(EXCERPTED RECORDS)

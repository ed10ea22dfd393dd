use std::fmt;

use serde::{Deserialize, Serialize};
use serde_json::{Map, Value};
use ulid::Ulid;

use super::dirty::DirtyTracker;
use super::path;
use crate::error::OdmError;
use crate::operation::{self, FieldChange};

/// An in-memory record mapped to one database document.
#[derive(Clone, Serialize, Deserialize)]
pub struct Entity {
    id: String,
    fields: Map<String, Value>,
    #[serde(skip, default)]
    persisted: bool,
    #[serde(skip, default)]
    dirty: DirtyTracker,
}

impl Default for Entity {
    fn default() -> Self {
        Entity::with_id(Ulid::new().to_string())
    }
}

impl fmt::Debug for Entity {
    fn fmt(&self, f: &mut fmt::Formatter<'_>) -> fmt::Result {
        f.debug_struct("Entity")
            .field("id", &self.id)
            .field("fields", &self.fields)
            .field("persisted", &self.persisted)
            .field("changed", &self.dirty.changed_paths(&self.fields))
            .finish()
    }
}

impl Entity {
    /// A new, unsaved entity with a freshly generated id.
    pub fn new() -> Self {
        Entity::default()
    }

    pub fn with_id(id: impl Into<String>) -> Self {
        Entity {
            id: id.into(),
            fields: Map::new(),
            persisted: false,
            dirty: DirtyTracker::new(),
        }
    }

    /// Hydrate a persisted, clean entity from a stored document.
    pub fn from_document(mut document: Map<String, Value>) -> Result<Self, OdmError> {
        let id = match document.shift_remove("_id") {
            Some(Value::String(id)) => id,
            Some(other) => other.to_string(),
            None => return Err(OdmError::Serde("document has no _id".into())),
        };
        Ok(Entity {
            id,
            fields: document,
            persisted: true,
            dirty: DirtyTracker::new(),
        })
    }

    pub fn id(&self) -> &str {
        &self.id
    }

    pub fn fields(&self) -> &Map<String, Value> {
        &self.fields
    }

    pub fn get(&self, field_path: &str) -> Option<&Value> {
        path::get(&self.fields, field_path)
    }

    /// True once an insert or upsert of this entity has succeeded.
    pub fn is_persisted(&self) -> bool {
        self.persisted
    }

    /// The full document as stored: `_id` followed by every field.
    pub fn document(&self) -> Map<String, Value> {
        let mut document = Map::with_capacity(self.fields.len() + 1);
        document.insert("_id".to_string(), Value::String(self.id.clone()));
        document.extend(self.fields.clone());
        document
    }

    /// Plain attribute assignment: marks the field dirty without queuing an
    /// atomic operator. Persisted by `Session::save`.
    pub fn assign(&mut self, field_path: &str, value: impl Into<Value>) -> Result<(), OdmError> {
        self.apply(&FieldChange::set(field_path, value))
    }

    /// Plain attribute removal, persisted by `Session::save` as `$unset`.
    pub fn remove(&mut self, field_path: &str) -> Result<(), OdmError> {
        self.apply(&FieldChange::unset(field_path))
    }

    pub fn changed(&self) -> bool {
        self.dirty.is_changed(&self.fields)
    }

    pub fn changed_paths(&self) -> Vec<String> {
        self.dirty.changed_paths(&self.fields)
    }

    /// `path -> [old, new]` for every field changed since the last persist.
    pub fn changes(&self) -> Map<String, Value> {
        self.dirty.changes(&self.fields)
    }

    /// The value `field_path` had at the last persist, if it changed since.
    pub fn attribute_was(&self, field_path: &str) -> Option<Value> {
        self.dirty.original(field_path).flatten()
    }

    /// Put `field_path` back to its value at the last persist.
    pub fn reset_attribute(&mut self, field_path: &str) {
        let original = match self.dirty.take(field_path) {
            Some(original) => original,
            None => match self.dirty.original(field_path) {
                Some(original) => original,
                None => return,
            },
        };
        path::restore(&mut self.fields, field_path, original);
    }

    pub fn dirty(&self) -> &DirtyTracker {
        &self.dirty
    }

    /// Apply an atomic operator in memory, tracking every affected path.
    pub(crate) fn apply(&mut self, change: &FieldChange) -> Result<(), OdmError> {
        let mut next = self.fields.clone();
        operation::apply(&mut next, change)?;
        for affected in change.affected_paths() {
            self.dirty.track(affected, &self.fields);
        }
        self.fields = next;
        Ok(())
    }

    pub(crate) fn fields_mut(&mut self) -> &mut Map<String, Value> {
        &mut self.fields
    }

    pub(crate) fn mark_persisted(&mut self) {
        self.persisted = true;
    }

    pub(crate) fn mark_removed(&mut self) {
        self.persisted = false;
    }

    /// Clear dirty tracking after a successful write. `None` clears all.
    pub(crate) fn clear_changes(&mut self, paths: Option<&[String]>) {
        match paths {
            Some(paths) => self.dirty.clear_paths(paths),
            None => self.dirty.clear(),
        }
    }
}
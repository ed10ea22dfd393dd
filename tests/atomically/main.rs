//! atomically integration tests.

mod support;

mod collapsing;
mod flush_failure;
mod nesting;
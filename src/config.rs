use serde::{Deserialize, Serialize};

use crate::error::OdmError;
use crate::target::ReadPreference;

/// Session-wide settings.
///
/// Missing keys take their defaults when loading from JSON.
#[derive(Debug, Clone, PartialEq, Eq, Serialize, Deserialize)]
#[serde(default)]
pub struct Config {
    /// Whether nested `atomically` blocks join their parent unless the call
    /// says otherwise.
    pub join_contexts: bool,
    pub default_client: String,
    pub default_database: String,
    pub read_preference: ReadPreference,
}

impl Default for Config {
    fn default() -> Self {
        Config {
            join_contexts: false,
            default_client: "default".to_string(),
            default_database: "default".to_string(),
            read_preference: ReadPreference::Primary,
        }
    }
}

impl Config {
    pub fn new() -> Self {
        Self::default()
    }

    pub fn from_json(json: &str) -> Result<Self, OdmError> {
        serde_json::from_str(json).map_err(|e| OdmError::Config(e.to_string()))
    }

    pub fn join_contexts(mut self, join: bool) -> Self {
        self.join_contexts = join;
        self
    }

    pub fn default_client(mut self, client: impl Into<String>) -> Self {
        self.default_client = client.into();
        self
    }

    pub fn default_database(mut self, database: impl Into<String>) -> Self {
        self.default_database = database.into();
        self
    }

    pub fn read_preference(mut self, read_preference: ReadPreference) -> Self {
        self.read_preference = read_preference;
        self
    }
}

(End EXCERPTED RECORDS)

ACTION ITEM
From the top of the material above, print every line exactly, ending with the line that holds "pub fn document(&self)".

ANSWER TO THIS TASK
repository ed10ea22dfd393dd
use std::fmt;

use serde::{Deserialize, Serialize};
use serde_json::{Map, Value};
use ulid::Ulid;

use super::dirty::DirtyTracker;
use super::path;
use crate::error::OdmError;
use crate::operation::{self, FieldChange};

/// An in-memory record mapped to one database document.
#[derive(Clone, Serialize, Deserialize)]
pub struct Entity {
    id: String,
    fields: Map<String, Value>,
    #[serde(skip, default)]
    persisted: bool,
    #[serde(skip, default)]
    dirty: DirtyTracker,
}

impl Default for Entity {
    fn default() -> Self {
        Entity::with_id(Ulid::new().to_string())
    }
}

impl fmt::Debug for Entity {
    fn fmt(&self, f: &mut fmt::Formatter<'_>) -> fmt::Result {
        f.debug_struct("Entity")
            .field("id", &self.id)
            .field("fields", &self.fields)
            .field("persisted", &self.persisted)
            .field("changed", &self.dirty.changed_paths(&self.fields))
            .finish()
    }
}

impl Entity {
    /// A new, unsaved entity with a freshly generated id.
    pub fn new() -> Self {
        Entity::default()
    }

    pub fn with_id(id: impl Into<String>) -> Self {
        Entity {
            id: id.into(),
            fields: Map::new(),
            persisted: false,
            dirty: DirtyTracker::new(),
        }
    }

    /// Hydrate a persisted, clean entity from a stored document.
    pub fn from_document(mut document: Map<String, Value>) -> Result<Self, OdmError> {
        let id = match document.shift_remove("_id") {
            Some(Value::String(id)) => id,
            Some(other) => other.to_string(),
            None => return Err(OdmError::Serde("document has no _id".into())),
        };
        Ok(Entity {
            id,
            fields: document,
            persisted: true,
            dirty: DirtyTracker::new(),
        })
    }

    pub fn id(&self) -> &str {
        &self.id
    }

    pub fn fields(&self) -> &Map<String, Value> {
        &self.fields
    }

    pub fn get(&self, field_path: &str) -> Option<&Value> {
        path::get(&self.fields, field_path)
    }

    /// True once an insert or upsert of this entity has succeeded.
    pub fn is_persisted(&self) -> bool {
        self.persisted
    }

    /// The full document as stored: `_id` followed by every field.
    pub fn document(&self) -> Map<String, Value> {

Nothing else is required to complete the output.